GYMFLOW Mitarbeiter im Interview - Romain

Felia Witt
24. Januar 2018
Joggen

Wer bist Du und was ist Deine Position im Unternehmen?

Ich bin Romain und bin der COO bei GYMFLOW. 

Was bedeutet Dir GYMFLOW? 

GYMFLOW bedeutet für mich die Freiheit Sport zu treiben, wo ich möchte, wann ich möchte und wie ich es möchte. Allein oder in einer Gruppe. Im Studio oder draußen. Hart oder soft. Das Ganze ohne Verpflichtung. Freiheit pur. 

Welche Sportart betreibst Du?

Ich mache Bootcamp und Running, alles draußen, ich fühle mich einfach wohler dabei. Ich habe mittlerweile auch Jumping Fitness probiert. Super effizient, macht Spaß - auch wenn ich nicht der Koordinationsspezialist bin.

Was ist Deine GYMFLOW-Kursempfehlung?

Auch wenn ich weiß, dass Bootcamp nicht jedermanns Sache ist, kann ich nur den Bootcampkurs mit Yookie (Dienstags um 18 Uhr) empfehlen. Er ist genau die Motivation, die ich brauche. 

Wie bist Du zum Sport gekommen?

Ich habe früher sehr viel Sport getrieben, vor allem Mannschaftssport. Dann wurde es immer weniger bis hin zu gar keinem mehr. 

In einem sportlichen Unternehmen zu arbeiten, wo viele Kollegen selbst Sportler sind, hat mir diesen unbewussten Zwang gegeben, mal wieder was zu tun. Am Anfang war es natürlich nicht einfach, sich zu motivieren, aber ich habe es als Challenge für mich selbst gesehen. Inzwischen mache ich mind. 3 Mal Sport pro Woche.

Was motiviert Dich zum Sport?

Das ist eine interessante Frage für mich. Ich muss gestehen, dass nur Sport ohne Ziel bei mir nicht nachhaltig ist (vielleicht rede ich es mir auch unbewusst ein). Deshalb muss ich mir Ziele setzen. Ziele können unterschiedlich sein: Gewicht zu verlieren, Gewicht zu halten, an Wettbewerben teilzunehmen, sich an Regeln zu halten,... 

Motivierend ist aber auch, Lob von anderen zu bekommen.

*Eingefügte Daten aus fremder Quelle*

//! Consumer session and event batching
//!
//! The session owns the single consumer slot, the sequence counter and the
//! batch buffer. All three live behind one `parking_lot::Mutex`, held only for
//! an append, a flush, or a handshake transition. The transport is required
//! to be non-blocking, so a flush sends while still holding the lock and
//! messages leave in the order the lock was taken.
//!
//! Handshake:
//! - `rainhurt` from a consumer attaches it and is answered with `phpisbst`
//! - `seeunext` from the attached consumer flushes, is echoed, and detaches
//! - anything else is an illegal connection and is ignored

use crate::metrics::ProbeMetrics;
use crate::transport::{Inbound, Transport};
use crate::{NcpError, Result};
use ncp_common::{token, ConnEvent, RECORD_LEN};
use parking_lot::Mutex;
use std::sync::atomic::{AtomicBool, Ordering};
use tracing::{debug, info, warn};

/// Result of handling one inbound message
#[derive(Debug, Clone, Copy, PartialEq, Eq)]
pub enum Handshake {
    /// A consumer attached to an idle probe
    Attached,
    /// The attached consumer sent the attach token again
    Reattached,
    /// A different consumer replaced the attached one
    TakenOver,
    /// The attached consumer detached
    Detached,
    /// Illegal message, state unchanged
    Ignored,
}

struct Consumer<P> {
    peer: P,
    /// Sequence number of the last message sent
    seq: u32,
}

struct State<P> {
    consumer: Option<Consumer<P>>,
    /// Encoded records, always a whole number of them and at most `capacity`
    buffer: Vec<u8>,
}

pub struct Session<T: Transport> {
    transport: T,
    /// Records per message; 0 sends every event on its own
    capacity: usize,
    /// Mirrors `state.consumer.is_some()`; only written with `state` locked
    attached: AtomicBool,
    state: Mutex<State<T::Peer>>,
    metrics: ProbeMetrics,
}

impl<T: Transport> Session<T> {
    /// Creates a detached session batching `capacity` events per message.
    ///
    /// Fails with `ResourceInit` if a full batch cannot fit in one message or
    /// the buffer cannot be allocated.
    pub fn new(transport: T, capacity: u32, metrics: ProbeMetrics) -> Result<Self> {
        let capacity = capacity as usize;
        let buffer_len = capacity
            .checked_mul(RECORD_LEN)
            .filter(|len| *len <= transport.max_payload())
            .ok_or_else(|| {
                NcpError::resource_init(
                    "batch buffer",
                    format!(
                        "{} records do not fit in a {} byte message",
                        capacity,
                        transport.max_payload()
                    ),
                )
            })?;

        let mut buffer = Vec::new();
        buffer
            .try_reserve_exact(buffer_len)
            .map_err(|e| NcpError::resource_init("batch buffer", e))?;

        Ok(Self {
            transport,
            capacity,
            attached: AtomicBool::new(false),
            state: Mutex::new(State {
                consumer: None,
                buffer,
            }),
            metrics,
        })
    }

    /// Lock-free check used by the hooks to skip submission when nobody listens.
    ///
    /// A stale answer is harmless: [`submit`](Self::submit) re-checks under the lock.
    #[inline]
    pub fn is_attached(&self) -> bool {
        self.attached.load(Ordering::Acquire)
    }

    /// Queues one event for the attached consumer.
    ///
    /// Sends the whole batch once it reaches capacity, or the event alone when
    /// batching is disabled. A failed send still empties the buffer and leaves
    /// the session attached. Without a consumer this does nothing.
    pub fn submit(&self, event: &ConnEvent) -> Result<()> {
        let mut state = self.state.lock();
        let State { consumer, buffer } = &mut *state;
        let consumer = match consumer.as_mut() {
            Some(consumer) => consumer,
            None => return Ok(()),
        };

        self.metrics.event_submitted();
        let record = event.encode();

        if self.capacity == 0 {
            return self.transmit(consumer, &record, 1);
        }

        buffer.extend_from_slice(&record);
        if buffer.len() >= self.capacity * RECORD_LEN {
            self.flush(consumer, buffer)?;
        }
        Ok(())
    }

    /// Handles one message from the transport.
    pub fn receive(&self, msg: &Inbound<T::Peer>) -> Handshake {
        if token::matches(&msg.payload, token::DETACH) {
            return self.detach(&msg.sender);
        }
        if token::matches(&msg.payload, token::ATTACH) {
            return self.attach(&msg.sender, msg.seq);
        }

        self.violation(format!(
            "illegal connection from {:?}: {} byte message is not a handshake",
            msg.sender,
            msg.payload.len()
        ))
    }

    /// Ends the session for process teardown.
    ///
    /// Flushes what is buffered and always tells the consumer the session is
    /// over. Calling it again, or without a consumer, does nothing.
    pub fn shutdown(&self) {
        let mut state = self.state.lock();
        let State { consumer, buffer } = &mut *state;
        if let Some(peer) = self.end_session(consumer, buffer) {
            info!("Connection closed by shutdown: [{:?}]", peer);
        }
    }

    /// Number of events waiting in the buffer.
    pub fn pending(&self) -> usize {
        self.state.lock().buffer.len() / RECORD_LEN
    }

    /// The attached consumer, if any.
    pub fn consumer(&self) -> Option<T::Peer> {
        self.state.lock().consumer.as_ref().map(|c| c.peer.clone())
    }

    pub fn transport(&self) -> &T {
        &self.transport
    }

    fn attach(&self, sender: &T::Peer, seq: u32) -> Handshake {
        let mut state = self.state.lock();
        let State { consumer, buffer } = &mut *state;

        let outcome = match consumer.as_ref() {
            Some(current) if current.peer == *sender => Handshake::Reattached,
            Some(current) => {
                let dropped = buffer.len() / RECORD_LEN;
                warn!(
                    "Connection from {:?} replaces {:?}, dropping {} pending events",
                    sender, current.peer, dropped
                );
                self.metrics.events_dropped(dropped);
                Handshake::TakenOver
            }
            None => Handshake::Attached,
        };

        if outcome == Handshake::Reattached {
            debug!("Repeated connection from {:?}", sender);
        } else {
            info!("Connection from: [{:?}] seq={}", sender, seq);
            buffer.clear();
            *consumer = Some(Consumer {
                peer: sender.clone(),
                seq: seq.wrapping_sub(1),
            });
            self.attached.store(true, Ordering::Release);
            self.metrics.session_started();
        }

        if let Some(current) = consumer.as_mut() {
            // The consumer learns about a failed reply by timing out.
            let _ = self.transmit(current, token::ATTACH_ACK, 0);
        }
        outcome
    }

    fn detach(&self, sender: &T::Peer) -> Handshake {
        let mut state = self.state.lock();
        let State { consumer, buffer } = &mut *state;

        match consumer.as_ref() {
            Some(current) if current.peer == *sender => {}
            Some(current) => {
                return self.violation(format!(
                    "illegal disconnect from {:?}: attached consumer is {:?}",
                    sender, current.peer
                ));
            }
            None => {
                return self.violation(format!(
                    "illegal disconnect from {:?}: no consumer attached",
                    sender
                ));
            }
        }

        if let Some(peer) = self.end_session(consumer, buffer) {
            info!("Connection close: [{:?}]", peer);
        }
        Handshake::Detached
    }

    fn violation(&self, detail: String) -> Handshake {
        self.metrics.protocol_violation();
        warn!("{}", NcpError::ProtocolViolation(detail));
        Handshake::Ignored
    }

    /// Best-effort flush, detach token, then back to detached.
    fn end_session(
        &self,
        consumer: &mut Option<Consumer<T::Peer>>,
        buffer: &mut Vec<u8>,
    ) -> Option<T::Peer> {
        let mut current = consumer.take()?;
        // Failures are logged by transmit and never retried.
        let _ = self.flush(&mut current, buffer);
        let _ = self.transmit(&mut current, token::DETACH, 0);

        buffer.clear();
        self.attached.store(false, Ordering::Release);
        self.metrics.session_ended();
        Some(current.peer)
    }

    /// Sends and empties the buffer. Does nothing when it is empty.
    fn flush(&self, consumer: &mut Consumer<T::Peer>, buffer: &mut Vec<u8>) -> Result<()> {
        if buffer.is_empty() {
            return Ok(());
        }
        let events = buffer.len() / RECORD_LEN;
        let result = self.transmit(consumer, buffer, events);
        buffer.clear();
        result
    }

    fn transmit(&self, consumer: &mut Consumer<T::Peer>, payload: &[u8], events: usize) -> Result<()> {
        consumer.seq = consumer.seq.wrapping_add(1);
        match self.transport.unicast(&consumer.peer, consumer.seq, payload) {
            Ok(()) => {
                self.metrics.message_sent(payload.len());
                Ok(())
            }
            Err(e) => {
                self.metrics.transmit_failed(events);
                warn!("Send to {:?} failed, {} events lost: {}", consumer.peer, events, e);
                Err(e)
            }
        }
    }
}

Da weiß man, dass man auf dem richtigen Weg ist. 

Wie oft pro Woche machst Du Sport?

Zur Zeit 3 Mal. Eine Challenge ist es auch definitiv Familie, Job und Freizeit unter einen Hut zu bekommen.

Was sind Deine sportlichen Ziele?

Ich bereite mich auf den Halbmarathon im April in Berlin vor. Was danach kommt, ist mir noch nicht bekannt, aber es gibt unendlich viele Möglichkeiten. 

Welchen Stellenwert hat Sport in Deinem Leben?

Sport ist aktuell sehr präsent. Es wird regelmäßig Sport getrieben, Ziele und Meilensteine werden erreicht. Lob vom engen Kreis kommt auch und stellt eine sehr schöne Motivation dar. Sport zu treiben ergibt einfach für Vieles Sinn. 

Aber der Weg ist noch lang. Den Arsch hochzukriegen ist eine Sache, Sport als Routine und selbstverständlich zu sehen ist eine andere. Das ist auch eine meiner Challenges. 

Aber hey! Ich gehe sogar morgens um 5 Uhr zum Trainieren raus.

Wie profitierst Du in anderen Lebensbereichen vom Sport?

Seitdem ich Sport treibe, habe ich viel weniger Knieprobleme. Ich bin auch weniger krank und habe einfach mehr Energie als früher. Das sollten zwar die anderen bestätigen, aber ich denke, dass ich auch besser drauf bin. 

Wirken sich Deine sportlichen Aktivitäten auf Deine Ernährung aus?

Ja, weil das Eine nicht vom Anderen zu trennen ist. Ich habe mittlerweile einiges angepasst, angefangen, gestoppt. Ich esse auch Sachen, die ich früher nie gegessen habe. Sport und Ernährung bedeuten auch, sich zu erkundigen. Und wenn man Leistung bringen möchte, dann ist Ernährung mindestens genauso wichtig wie Übung (wenn nicht sogar mehr).

Ich denke dennoch, dass das Ganze auch noch Spaß machen soll, deshalb soll man kein schlechtes Gewissen haben, wenn man es übertreibt.

Man soll sich aber bewusst sein, was das bedeutet: Leiden beim nächsten Training!!! Ich nehme es aber in Kauf. 

Was sind Deine persönlichen Fitnesstipps?

Der einzige, der Dir helfen kann, bist Du! Und nicht naschen zwischen den Mahlzeiten. Das hat bei mir Wunder gewirkt.